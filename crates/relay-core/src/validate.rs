//! Message validation pipeline.
//!
//! Turns a raw frame payload into either a validated [`Message`] or a
//! rejection. Stages run in a fixed order and short-circuit on the first
//! failure:
//!
//! 1. decode — UTF-8 + JSON object
//! 2. required properties — `messageID` plus any caller-context extras
//!    (the controller path additionally requires `agentID`)
//! 3. identifier resolution — `messageID` must resolve in the catalog
//! 4. role permission — the entry's sender role must match the listener
//! 5. payload shape — `payload` must be a JSON object when required
//!
//! Every failure kind maps to a JSON error envelope
//! `{"error": {"details": ..., ...}}` that the relay echoes back to the
//! offending sender. A validated message is returned unmodified; tagging
//! and stripping of `agentID` happen later, in routing.

use std::fmt;

use serde_json::{json, Map, Value};

use crate::catalog::{MessageCatalog, Role};
use crate::message::Message;

/// The closed set of validation failures.
#[derive(Debug, Clone, PartialEq)]
pub enum ValidationError {
    /// Payload is not valid UTF-8 JSON (or not a JSON object).
    InvalidJson,
    /// One or more required properties are absent; lists every missing
    /// key, not just the first.
    MissingProperties(Vec<String>),
    /// `messageID` does not resolve in the catalog (carries the
    /// offending value, which may be a non-integer).
    InvalidMessageId(Value),
    /// The catalog entry is not permitted on this listener's role.
    WrongConnectionType(Role),
    /// `payload` is present but not a JSON object.
    InvalidPayloadType,
}

impl ValidationError {
    /// Render the error envelope sent back to the offending sender.
    pub fn to_envelope(&self) -> Value {
        let details = match self {
            ValidationError::InvalidJson => json!({
                "details": "Invalid JSON.",
            }),
            ValidationError::MissingProperties(missing) => json!({
                "details": "Missing properties.",
                "missingProperties": missing,
            }),
            ValidationError::InvalidMessageId(id) => json!({
                "details": "Invalid messageID.",
                "messageID": id,
            }),
            ValidationError::WrongConnectionType(permitted) => json!({
                "details": "This message is not permitted with your connection.",
                "permittedConnectionType": permitted.as_str(),
            }),
            ValidationError::InvalidPayloadType => json!({
                "details": "Payload should be an object.",
            }),
        };
        json!({ "error": details })
    }

    /// Envelope as wire bytes.
    pub fn to_envelope_bytes(&self) -> Vec<u8> {
        serde_json::to_vec(&self.to_envelope()).expect("JSON object serialization is infallible")
    }
}

impl fmt::Display for ValidationError {
    fn fmt(&self, f: &mut fmt::Formatter<'_>) -> fmt::Result {
        match self {
            ValidationError::InvalidJson => write!(f, "Invalid JSON"),
            ValidationError::MissingProperties(missing) => {
                write!(f, "Missing properties: {}", missing.join(", "))
            }
            ValidationError::InvalidMessageId(id) => write!(f, "Invalid messageID: {}", id),
            ValidationError::WrongConnectionType(permitted) => {
                write!(f, "Message permitted only for {} connections", permitted)
            }
            ValidationError::InvalidPayloadType => write!(f, "Payload is not an object"),
        }
    }
}

impl std::error::Error for ValidationError {}

/// Run the full pipeline over one raw frame payload.
///
/// - `role`: role of the listener that received the frame.
/// - `required`: globally required properties (usually `["messageID"]`).
/// - `extra_required`: caller-context additions (the controller path
///   passes `["agentID"]`).
pub fn validate_message(
    raw: &[u8],
    catalog: &MessageCatalog,
    role: Role,
    required: &[String],
    extra_required: &[&str],
) -> Result<Message, ValidationError> {
    let fields = decode(raw)?;

    check_properties(&fields, required, extra_required)?;

    let spec = resolve_id(&fields, catalog)?;

    if spec.kind != role {
        return Err(ValidationError::WrongConnectionType(spec.kind));
    }

    if spec.payload_required {
        check_payload(&fields)?;
    }

    Ok(Message::new(fields))
}

fn decode(raw: &[u8]) -> Result<Map<String, Value>, ValidationError> {
    let parsed: Value = serde_json::from_slice(raw).map_err(|_| ValidationError::InvalidJson)?;
    match parsed {
        Value::Object(fields) => Ok(fields),
        // A bare scalar or array is syntactically JSON but not a message.
        _ => Err(ValidationError::InvalidJson),
    }
}

fn check_properties(
    fields: &Map<String, Value>,
    required: &[String],
    extra_required: &[&str],
) -> Result<(), ValidationError> {
    // `messageID` is required in every context, whatever the configured
    // global list says.
    let checklist = std::iter::once("messageID")
        .chain(required.iter().map(String::as_str).filter(|k| *k != "messageID"))
        .chain(extra_required.iter().copied());

    let mut missing: Vec<String> = Vec::new();
    for key in checklist {
        if !fields.contains_key(key) {
            missing.push(key.to_string());
        }
    }

    if missing.is_empty() {
        Ok(())
    } else {
        Err(ValidationError::MissingProperties(missing))
    }
}

fn resolve_id<'a>(
    fields: &Map<String, Value>,
    catalog: &'a MessageCatalog,
) -> Result<&'a crate::catalog::MessageSpec, ValidationError> {
    // Presence was checked by the properties stage.
    let raw_id = fields.get("messageID").unwrap_or(&Value::Null);

    raw_id
        .as_i64()
        .and_then(|code| catalog.by_code(code))
        .ok_or_else(|| ValidationError::InvalidMessageId(raw_id.clone()))
}

fn check_payload(fields: &Map<String, Value>) -> Result<(), ValidationError> {
    match fields.get("payload") {
        None => Err(ValidationError::MissingProperties(vec!["payload".to_string()])),
        Some(Value::Object(_)) => Ok(()),
        Some(_) => Err(ValidationError::InvalidPayloadType),
    }
}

· · · · ·

> **WHAT YOU NEED TO DO**
The records above are to be copied out exactly, line for line.

> **EXERCISE ANSWER**
filename crates/relay-core/src/validate.rs
//! Message validation pipeline.
//!
//! Turns a raw frame payload into either a validated [`Message`] or a
//! rejection. Stages run in a fixed order and short-circuit on the first
//! failure:
//!
//! 1. decode — UTF-8 + JSON object
//! 2. required properties — `messageID` plus any caller-context extras
//!    (the controller path additionally requires `agentID`)
//! 3. identifier resolution — `messageID` must resolve in the catalog
//! 4. role permission — the entry's sender role must match the listener
//! 5. payload shape — `payload` must be a JSON object when required
//!
//! Every failure kind maps to a JSON error envelope
//! `{"error": {"details": ..., ...}}` that the relay echoes back to the
//! offending sender. A validated message is returned unmodified; tagging
//! and stripping of `agentID` happen later, in routing.

use std::fmt;

use serde_json::{json, Map, Value};

use crate::catalog::{MessageCatalog, Role};
use crate::message::Message;

/// The closed set of validation failures.
#[derive(Debug, Clone, PartialEq)]
pub enum ValidationError {
    /// Payload is not valid UTF-8 JSON (or not a JSON object).
    InvalidJson,
    /// One or more required properties are absent; lists every missing
    /// key, not just the first.
    MissingProperties(Vec<String>),
    /// `messageID` does not resolve in the catalog (carries the
    /// offending value, which may be a non-integer).
    InvalidMessageId(Value),
    /// The catalog entry is not permitted on this listener's role.
    WrongConnectionType(Role),
    /// `payload` is present but not a JSON object.
    InvalidPayloadType,
}

impl ValidationError {
    /// Render the error envelope sent back to the offending sender.
    pub fn to_envelope(&self) -> Value {
        let details = match self {
            ValidationError::InvalidJson => json!({
                "details": "Invalid JSON.",
            }),
            ValidationError::MissingProperties(missing) => json!({
                "details": "Missing properties.",
                "missingProperties": missing,
            }),
            ValidationError::InvalidMessageId(id) => json!({
                "details": "Invalid messageID.",
                "messageID": id,
            }),
            ValidationError::WrongConnectionType(permitted) => json!({
                "details": "This message is not permitted with your connection.",
                "permittedConnectionType": permitted.as_str(),
            }),
            ValidationError::InvalidPayloadType => json!({
                "details": "Payload should be an object.",
            }),
        };
        json!({ "error": details })
    }

    /// Envelope as wire bytes.
    pub fn to_envelope_bytes(&self) -> Vec<u8> {
        serde_json::to_vec(&self.to_envelope()).expect("JSON object serialization is infallible")
    }
}

impl fmt::Display for ValidationError {
    fn fmt(&self, f: &mut fmt::Formatter<'_>) -> fmt::Result {
        match self {
            ValidationError::InvalidJson => write!(f, "Invalid JSON"),
            ValidationError::MissingProperties(missing) => {
                write!(f, "Missing properties: {}", missing.join(", "))
            }
            ValidationError::InvalidMessageId(id) => write!(f, "Invalid messageID: {}", id),
            ValidationError::WrongConnectionType(permitted) => {
                write!(f, "Message permitted only for {} connections", permitted)
            }
            ValidationError::InvalidPayloadType => write!(f, "Payload is not an object"),
        }
    }
}

impl std::error::Error for ValidationError {}

/// Run the full pipeline over one raw frame payload.
///
/// - `role`: role of the listener that received the frame.
/// - `required`: globally required properties (usually `["messageID"]`).
/// - `extra_required`: caller-context additions (the controller path
///   passes `["agentID"]`).
pub fn validate_message(
    raw: &[u8],
    catalog: &MessageCatalog,
    role: Role,
    required: &[String],
    extra_required: &[&str],
) -> Result<Message, ValidationError> {
    let fields = decode(raw)?;

    check_properties(&fields, required, extra_required)?;

    let spec = resolve_id(&fields, catalog)?;

    if spec.kind != role {
        return Err(ValidationError::WrongConnectionType(spec.kind));
    }

    if spec.payload_required {
        check_payload(&fields)?;
    }

    Ok(Message::new(fields))
}

fn decode(raw: &[u8]) -> Result<Map<String, Value>, ValidationError> {
    let parsed: Value = serde_json::from_slice(raw).map_err(|_| ValidationError::InvalidJson)?;
    match parsed {
        Value::Object(fields) => Ok(fields),
        // A bare scalar or array is syntactically JSON but not a message.
        _ => Err(ValidationError::InvalidJson),
    }
}

fn check_properties(
    fields: &Map<String, Value>,
    required: &[String],
    extra_required: &[&str],
) -> Result<(), ValidationError> {
    // `messageID` is required in every context, whatever the configured
    // global list says.
    let checklist = std::iter::once("messageID")
        .chain(required.iter().map(String::as_str).filter(|k| *k != "messageID"))
        .chain(extra_required.iter().copied());

    let mut missing: Vec<String> = Vec::new();
    for key in checklist {
        if !fields.contains_key(key) {
            missing.push(key.to_string());
        }
    }

    if missing.is_empty() {
        Ok(())
    } else {
        Err(ValidationError::MissingProperties(missing))
    }
}

fn resolve_id<'a>(
    fields: &Map<String, Value>,
    catalog: &'a MessageCatalog,
) -> Result<&'a crate::catalog::MessageSpec, ValidationError> {
    // Presence was checked by the properties stage.
    let raw_id = fields.get("messageID").unwrap_or(&Value::Null);

    raw_id
        .as_i64()
        .and_then(|code| catalog.by_code(code))
        .ok_or_else(|| ValidationError::InvalidMessageId(raw_id.clone()))
}

fn check_payload(fields: &Map<String, Value>) -> Result<(), ValidationError> {
    match fields.get("payload") {
        None => Err(ValidationError::MissingProperties(vec!["payload".to_string()])),
        Some(Value::Object(_)) => Ok(()),
        Some(_) => Err(ValidationError::InvalidPayloadType),
    }
}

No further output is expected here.